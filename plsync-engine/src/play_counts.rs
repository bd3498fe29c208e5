//! Local play-count tracking
//!
//! The provider only exposes the last 50 plays, so counts are accumulated in
//! `play_counts.json` each time they are refreshed. This file is independent of
//! the sync history; nothing in a sync run reads it.

use crate::provider::{CollectionProvider, PlayEvent, ProviderResult, TimeRange, TrackItem};
use chrono::{DateTime, FixedOffset};
use plsync_common::config::write_atomic;
use serde::{Deserialize, Serialize};
use std::collections::BTreeMap;
use std::path::PathBuf;
use thiserror::Error;
use tracing::{info, warn};

/// Plays fetched per refresh (provider maximum)
pub const RECENTLY_PLAYED_LIMIT: u32 = 50;

/// Largest top-tracks ranking the provider returns in one request
pub const TOP_TRACKS_LIMIT: u32 = 50;

#[derive(Debug, Error)]
pub enum PlayCountError {
    #[error("IO error: {0}")]
    Io(#[from] std::io::Error),

    #[error("Invalid play count document: {0}")]
    Parse(#[from] serde_json::Error),

    #[error("Failed to write play counts: {0}")]
    Write(#[from] plsync_common::Error),
}

/// Accumulated plays of one track
#[derive(Debug, Clone, PartialEq, Eq, Serialize, Deserialize)]
pub struct PlayRecord {
    pub name: String,
    pub artists: String,
    pub play_count: u64,
    pub first_played: String,
    pub last_played: String,
}

/// Play records keyed by track identity
pub type PlayCounts = BTreeMap<String, PlayRecord>;

/// JSON-file backed play counts
#[derive(Debug, Clone)]
pub struct PlayCountStore {
    path: PathBuf,
}

impl PlayCountStore {
    pub fn new(path: impl Into<PathBuf>) -> Self {
        Self { path: path.into() }
    }

    /// Fail-open load: missing or broken files yield no records
    pub fn load(&self) -> PlayCounts {
        if !self.path.exists() {
            return PlayCounts::new();
        }
        let loaded = std::fs::read_to_string(&self.path)
            .map_err(PlayCountError::from)
            .and_then(|content| serde_json::from_str(&content).map_err(PlayCountError::from));
        match loaded {
            Ok(counts) => counts,
            Err(e) => {
                warn!(path = %self.path.display(), error = %e, "Failed to load play counts");
                PlayCounts::new()
            }
        }
    }

    pub fn save(&self, counts: &PlayCounts) -> Result<(), PlayCountError> {
        let bytes = serde_json::to_vec_pretty(counts)?;
        write_atomic(&self.path, &bytes)?;
        Ok(())
    }
}

fn parse_instant(raw: &str) -> Option<DateTime<FixedOffset>> {
    DateTime::parse_from_rfc3339(raw).ok()
}

/// Fold play events into `counts`
///
/// A play is counted once: events not later than the track's recorded
/// `last_played` were seen by an earlier refresh. Events without a timestamp
/// are stamped with `fallback_time`. Returns the number of plays counted.
pub fn record_plays(counts: &mut PlayCounts, events: &[PlayEvent], fallback_time: &str) -> usize {
    let mut counted = 0;

    // Oldest first, so last_played ends on the newest play
    for event in events.iter().rev() {
        if event.track.uri.is_empty() {
            continue;
        }
        let played_at = event.played_at.as_deref().unwrap_or(fallback_time);

        let record = counts
            .entry(event.track.uri.clone())
            .or_insert_with(|| PlayRecord {
                name: event.track.name.clone(),
                artists: event.track.artist_display(),
                play_count: 0,
                first_played: played_at.to_string(),
                last_played: played_at.to_string(),
            });

        if record.play_count > 0 {
            if let (Some(previous), Some(current)) =
                (parse_instant(&record.last_played), parse_instant(played_at))
            {
                if current <= previous {
                    continue;
                }
            }
        }

        record.play_count += 1;
        record.last_played = played_at.to_string();
        counted += 1;
    }

    counted
}

/// Refresh stored counts from the provider's recently played list
///
/// A provider failure leaves the stored counts untouched.
pub async fn update_play_counts<P>(
    provider: &P,
    store: &PlayCountStore,
    now: &str,
) -> PlayCounts
where
    P: CollectionProvider + ?Sized,
{
    let mut counts = store.load();

    let events = match provider.recently_played(RECENTLY_PLAYED_LIMIT).await {
        Ok(events) => events,
        Err(e) => {
            warn!(error = %e, "Could not fetch recently played tracks");
            return counts;
        }
    };

    let counted = record_plays(&mut counts, &events, now);
    info!(fetched = events.len(), counted, "Updated play counts");

    if let Err(e) = store.save(&counts) {
        warn!(error = %e, "Failed to save play counts");
    }
    counts
}

/// Most played tracks, ties broken by name
pub fn top_played(counts: &PlayCounts, limit: usize) -> Vec<(&str, &PlayRecord)> {
    let mut ranked: Vec<(&str, &PlayRecord)> =
        counts.iter().map(|(uri, r)| (uri.as_str(), r)).collect();
    ranked.sort_by(|a, b| {
        b.1.play_count
            .cmp(&a.1.play_count)
            .then_with(|| a.1.name.cmp(&b.1.name))
    });
    ranked.truncate(limit);
    ranked
}

/// A provider top track joined with its local play count
#[derive(Debug, Clone, PartialEq, Eq)]
pub struct TopTrackCount {
    /// 1-based position in the provider ranking
    pub rank: usize,
    pub track: TrackItem,
    /// Local count; 0 for tracks never seen in recently played
    pub play_count: u64,
    pub popularity: u32,
}

/// Provider top tracks for `time_range`, each with its local play count
///
/// Counts are refreshed from recently played first. A refresh failure is
/// logged and the stored counts are used; a top-tracks failure is returned.
pub async fn top_tracks_with_counts<P>(
    provider: &P,
    store: &PlayCountStore,
    time_range: TimeRange,
    limit: u32,
    now: &str,
) -> ProviderResult<Vec<TopTrackCount>>
where
    P: CollectionProvider + ?Sized,
{
    let counts = update_play_counts(provider, store, now).await;

    let top = provider
        .top_tracks(time_range, limit.min(TOP_TRACKS_LIMIT))
        .await?;
    info!(time_range = %time_range, fetched = top.len(), "Fetched top tracks");

    Ok(top
        .into_iter()
        .take(limit as usize)
        .enumerate()
        .map(|(index, top)| TopTrackCount {
            rank: index + 1,
            play_count: counts
                .get(&top.track.uri)
                .map(|r| r.play_count)
                .unwrap_or(0),
            track: top.track,
            popularity: top.popularity,
        })
        .collect())
}
//! History store
//!
//! Durable record of every track identity already seen per source playlist, plus
//! the followed-artist release feed under [`ARTIST_RELEASES_KEY`]. The file is a
//! JSON object mapping each key to a sorted array of identities; in memory the
//! arrays become sets.
//!
//! Loading fails open (a broken or missing file means "nothing seen yet", which
//! only causes redundant rediscovery) and saving is atomic. Concurrent runs
//! against one file are not supported; callers serialize runs.

use plsync_common::config::write_atomic;
use std::collections::{BTreeMap, BTreeSet};
use std::path::{Path, PathBuf};
use thiserror::Error;
use tracing::{debug, info, warn};

/// History key for the followed-artist release feed
pub const ARTIST_RELEASES_KEY: &str = "__artist_releases__";

/// History store errors
#[derive(Debug, Error)]
pub enum HistoryError {
    #[error("IO error: {0}")]
    Io(#[from] std::io::Error),

    #[error("Invalid history document: {0}")]
    Parse(#[from] serde_json::Error),

    #[error("Failed to write history: {0}")]
    Write(#[from] plsync_common::Error),
}

/// Identities already processed, per source key
#[derive(Debug, Clone, Default, PartialEq, Eq)]
pub struct KnownSet {
    entries: BTreeMap<String, BTreeSet<String>>,
}

impl KnownSet {
    pub fn new() -> Self {
        Self::default()
    }

    /// An empty (but present) entry for every configured source
    pub fn with_empty_sources(sources: &[String]) -> Self {
        Self {
            entries: sources
                .iter()
                .map(|s| (s.clone(), BTreeSet::new()))
                .collect(),
        }
    }

    pub fn get(&self, key: &str) -> Option<&BTreeSet<String>> {
        self.entries.get(key)
    }

    pub fn contains_key(&self, key: &str) -> bool {
        self.entries.contains_key(key)
    }

    pub fn replace(&mut self, key: &str, identities: BTreeSet<String>) {
        self.entries.insert(key.to_string(), identities);
    }

    pub fn keys(&self) -> impl Iterator<Item = &str> {
        self.entries.keys().map(String::as_str)
    }

    /// Number of keys
    pub fn len(&self) -> usize {
        self.entries.len()
    }

    pub fn is_empty(&self) -> bool {
        self.entries.is_empty()
    }

    /// Total identities across all keys
    pub fn total_identities(&self) -> usize {
        self.entries.values().map(BTreeSet::len).sum()
    }

    fn to_document(&self) -> BTreeMap<&str, Vec<&str>> {
        self.entries
            .iter()
            .map(|(k, v)| (k.as_str(), v.iter().map(String::as_str).collect()))
            .collect()
    }

    fn from_document(document: BTreeMap<String, Vec<String>>) -> Self {
        Self {
            entries: document
                .into_iter()
                .map(|(k, v)| (k, v.into_iter().collect()))
                .collect(),
        }
    }
}

/// JSON-file backed history
#[derive(Debug, Clone)]
pub struct HistoryStore {
    path: PathBuf,
}

impl HistoryStore {
    pub fn new(path: impl Into<PathBuf>) -> Self {
        Self { path: path.into() }
    }

    pub fn path(&self) -> &Path {
        &self.path
    }

    /// Strict load: `Ok(None)` when the file does not exist
    pub fn try_load(&self) -> Result<Option<KnownSet>, HistoryError> {
        if !self.path.exists() {
            return Ok(None);
        }
        let content = std::fs::read_to_string(&self.path)?;
        let document: BTreeMap<String, Vec<String>> = serde_json::from_str(&content)?;
        Ok(Some(KnownSet::from_document(document)))
    }

    /// Fail-open load
    ///
    /// A missing, unreadable or unparsable file yields an empty entry for every
    /// configured source instead of an error.
    pub fn load(&self, sources: &[String]) -> KnownSet {
        match self.try_load() {
            Ok(Some(known)) => {
                debug!(
                    path = %self.path.display(),
                    keys = known.len(),
                    identities = known.total_identities(),
                    "Loaded history"
                );
                known
            }
            Ok(None) => {
                info!(path = %self.path.display(), "No history file found, starting empty");
                KnownSet::with_empty_sources(sources)
            }
            Err(e) => {
                warn!(path = %self.path.display(), error = %e, "Failed to load history, starting empty");
                KnownSet::with_empty_sources(sources)
            }
        }
    }

    /// Atomically replace the history file
    pub fn save(&self, known: &KnownSet) -> Result<(), HistoryError> {
        let bytes = serde_json::to_vec_pretty(&known.to_document())?;
        write_atomic(&self.path, &bytes)?;
        debug!(
            path = %self.path.display(),
            keys = known.len(),
            identities = known.total_identities(),
            "Saved history"
        );
        Ok(())
    }
}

════

● **Instructions to follow**:
Find the string "sources" in the entries above. Copy each line where it occurs.

● **Exercise solution**:
    pub fn with_empty_sources(sources: &[String]) -> Self {
            entries: sources
    pub fn load(&self, sources: &[String]) -> KnownSet {
                KnownSet::with_empty_sources(sources)
                KnownSet::with_empty_sources(sources)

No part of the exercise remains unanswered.